Contents
raw puzzle

Original Problem

At CodinGame we like to reinvent things. XML, JSON etc. that’s great, but for a better web, we’ve invented our own text data format (called CGX) to represent structured information.


Here is an example of data structured with CGX:

Example of CGX formatted content.
Graphical representation of the example.



CGX content is composed of ELEMENTs.

ELEMENT
An ELEMENT can be of any of the following types BLOCK, PRIMITIVE_TYPE or KEY_VALUE.

BLOCK
A sequence of ELEMENTs separated by the character ;
A BLOCK starts with the marker ( and ends with the marker ).

PRIMITIVE_TYPE
A number, a Boolean, null, or a string of characters (surrounded by the marker ')

KEY_VALUE
A string of characters separated from a BLOCK or a PRIMITIVE_TYPE by the character =
 


Your mission: write a program that formats CGX content to make it readable!

Beyond the rules below, the displayed result should not contain any space, tab, or carriage return. No other rule should be added.​

INPUT:
Line 1: The number N of CGX lines to be formatted
The N following lines: The CGX content. Each line contains maximum 1000 characters. All the characters are ASCII.

OUTPUT:
The formatted CGX content

CONSTRAINTS :
The CGX content supplied will always be valid.
The strings of characters do not include the character '
0 < N < 10000

Solution

Even if regular expressions are given as a hint, it doesn't make sense to parse a nested structure with regular expressions (since an infinite recursion can't be modeled with a finate state machine, from which follows it's not a type 3 grammer and as such no regular expression can be found). A better approach is tokenizing all valid symbols of CGX and write it to stdout with a clean formatting. This can be separated into two steps, the tokenizing and formatting step, or we write out the data as we get it in. Let's analyze the grammer for this problem. If we get a quote, we need to continue searching until we get the closing quote. Every character in between can be pushed out directly. If we see any whitespace, we simply ignore it. If we get a semicolon, we print it, followed by a new line. If we get an opening bracket, we write a new line character, if we haven't previously printed one. After that, the current indent and the bracket can follow. Almost the same applies for a closing bracket, but in reverse.

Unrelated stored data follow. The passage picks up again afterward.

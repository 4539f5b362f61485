//! Unbalanced binary search trees with parent back-references.
//!
//! Nodes live in a slot arena and link to their parent and children by index,
//! so a tree can walk in both directions without a stack. Three containers
//! share one engine:
//! - [`TreeSet`]: unique keys;
//! - [`TreeMap`]: unique keys with an associated value;
//! - [`TreeMultiset`]: repeated keys, stored as contiguous runs in key order.
//!
//! Positions are expressed as [`Cursor`]s, which do not borrow the container.

mod node;
mod raw;

pub mod cursor;
pub mod map;
pub mod multiset;
pub mod set;
#[cfg(feature = "proptest")]
pub mod strategy;

pub use cursor::Cursor;
pub use map::TreeMap;
pub use multiset::TreeMultiset;
pub use set::TreeSet;
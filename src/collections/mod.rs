//! Ordered collections.
//!
//! - `bst`: unbalanced binary search trees (set, map and multiset)

pub mod bst;

pub use bst::{Cursor, TreeMap, TreeMultiset, TreeSet};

As we want to re-format the string only, no context knowledge is needed. Any other token can be printed as is, which results in the following C++ implementation:

#include <iostream>

using namespace std;

int main() {

  int INDENT = 0;
  bool IN_STRING = false;
  bool NEWLINE = true;
  int n;

  cin >> n;
  cin >> noskipws;

  for (char c; cin >> c; ) {
    if (IN_STRING) {
      IN_STRING = (c != '\'');
      cout << c;
    } else switch (c) {
      case '(':
        if (!NEWLINE)
          cout << endl;
        cout << string(INDENT, ' ') << c << endl;
        INDENT+= 4;
        NEWLINE = true;
        break;
      case ')':
        if (!NEWLINE)
          cout << endl;
        INDENT-= 4;
        NEWLINE = false;
        cout << string(INDENT, ' ') << c;
        break;
      case '\'':
        cout << string(NEWLINE * INDENT, ' ') << c;
        IN_STRING = true;
        NEWLINE = false;
        break;
      case ';':
        cout << c << endl;
        NEWLINE = true;
        break;
      case ' ':
      case '\t':
      case '\n':
        break;
      default:
        cout << string(NEWLINE * INDENT, ' ') << c;
        NEWLINE = false;
      }
   }
}